The young Eliana, author of the children’s book Elefante Tendai e os Primos Hipopótamos, compared the artist to a sociologist, for the ability to translate everyday life.

Provinciano, Wazimbo recalled while making himself comfortable in the armchair, is connected to the landscapes, to the village, a calm place that no longer exists and to the dreams and imaginary of the inhabitants of Chibuto, in the province of Gaza, in the short time he spent there during childhood.

“It’s what you just said” – Wazimbo reacted to the provocation of the moderators of the conversation about the fact that the artist’s role is to awaken society.

Eliana Nzualo then revealed that she sees herself in the American singer Nina Simone, who said artistz must portray their time. “It’s a little like that, writing a book that portrays the dilemmas of a generation, in a specific space and time,” she clarified.

“Those who make art bring the experience and awareness of people, they illustrate how they see and understand the world” – Eliana Nzualo

In the impossibility of accessing a crystal ball that allows her to look into the future, the young author had reservations talking about projects. “I don’t know where the world will be in the next 10 or 15 years. I hope it’s happier and better than it’s today,” Eliana said.

Wazimbo took the floor and assumed that he looks forward to the future with great eagerness since he was 15 years old, when he became involved with music. The career spanning five decades is a journey also fraught with frustration. “If I were twenty or thirty today, I would have chosen another profession, but I am no longer in a position to do so,” the vocalist said. But he did not lose hope. “My future perspective is to insist and contribute to whatever I am allowed to improve on this side.”

Among his concerns is the fact that he does not feel that the Ministry of Culture and Tourism is doing anything for the sector and the Musicians Association is falling short.

Young artists, speculated Wazimbo, are not getting affiliated with artist associations because they do not see the added value of this option. “It’s as if they had not influenced important changes in the industry,” he says.

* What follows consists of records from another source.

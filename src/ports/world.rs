//! World port - the grid the two agents move on
//!
//! The engine never owns a map representation. It only asks this port
//! whether cells can be entered, where a move leads and for random start
//! cells, so any grid back-end can drive training.

use rand::RngCore;

use crate::types::{Action, Cell};

/// Result of resolving a move against the world
#[derive(Debug, Clone, Copy, PartialEq, Eq)]
pub struct Destination {
    /// Cell the move leads to (may lie outside the world)
    pub cell: Cell,
    /// Whether the agent may enter `cell`
    pub walkable: bool,
}

/// Queryable grid world
///
/// Only [`World::bounds`], [`World::is_walkable`] and
/// [`World::random_walkable_cell`] are required. The remaining queries have
/// grid defaults that implementations may override.
///
/// # Examples
///
/// ```
/// use evader::{adapters::GridWorld, ports::World, types::{Action, Cell}};
///
/// let world = GridWorld::open(3, 3);
/// let dest = world.resolve_move(Cell::new(0, 0), Action::West);
/// assert!(!dest.walkable);
/// ```
pub trait World {
    /// World size as `(width, height)`; valid cells satisfy
    /// `0 <= x < width` and `0 <= y < height`.
    fn bounds(&self) -> (i32, i32);

    /// Whether a cell may be entered. Cells outside the bounds are never
    /// walkable.
    fn is_walkable(&self, cell: Cell) -> bool;

    /// Draw a uniformly random walkable cell, or `None` if there is none.
    fn random_walkable_cell(&self, rng: &mut dyn RngCore) -> Option<Cell>;

    /// Resolve an attempted move from `from`.
    fn resolve_move(&self, from: Cell, action: Action) -> Destination {
        let cell = from.step(action);
        Destination {
            cell,
            walkable: self.is_walkable(cell),
        }
    }

    fn in_bounds(&self, cell: Cell) -> bool {
        let (width, height) = self.bounds();
        (0..width).contains(&cell.x) && (0..height).contains(&cell.y)
    }

    fn distance(&self, a: Cell, b: Cell) -> u32 {
        a.manhattan(b)
    }

    /// Whether the straight line between two cells is free of walls.
    ///
    /// Walks the Bresenham line from `from` to `to`; endpoints are not
    /// checked.
    fn has_line_of_sight(&self, from: Cell, to: Cell) -> bool {
        let dx = (to.x - from.x).abs();
        let dy = -(to.y - from.y).abs();
        let sx = if from.x < to.x { 1 } else { -1 };
        let sy = if from.y < to.y { 1 } else { -1 };
        let mut err = dx + dy;
        let (mut x, mut y) = (from.x, from.y);

        loop {
            if x == to.x && y == to.y {
                return true;
            }
            let e2 = 2 * err;
            if e2 >= dy {
                err += dy;
                x += sx;
            }
            if e2 <= dx {
                err += dx;
                y += sy;
            }
            let cell = Cell::new(x, y);
            if cell != to && !self.is_walkable(cell) {
                return false;
            }
        }
    }

    /// A corner is a cell blocked (wall or world edge) on two adjacent sides.
    fn is_corner(&self, cell: Cell) -> bool {
        Action::ALL.iter().any(|&side| {
            !self.resolve_move(cell, side).walkable
                && !self.resolve_move(cell, side.clockwise()).walkable
        })
    }
}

For Eliana Nzualo, there is this widespread disillusionment that permeates artists, from the ones in their 70s, 50s, 40s up to the youngest.

“I’ll defend young people, as a young person who writes and who’s not affiliated to the association,” she stated. “I cannot let associativism get in the way.” And she added: “if I feel that the space is not fertile for my artistic creation, I move away from that space. That non-space that I occupy frees me.”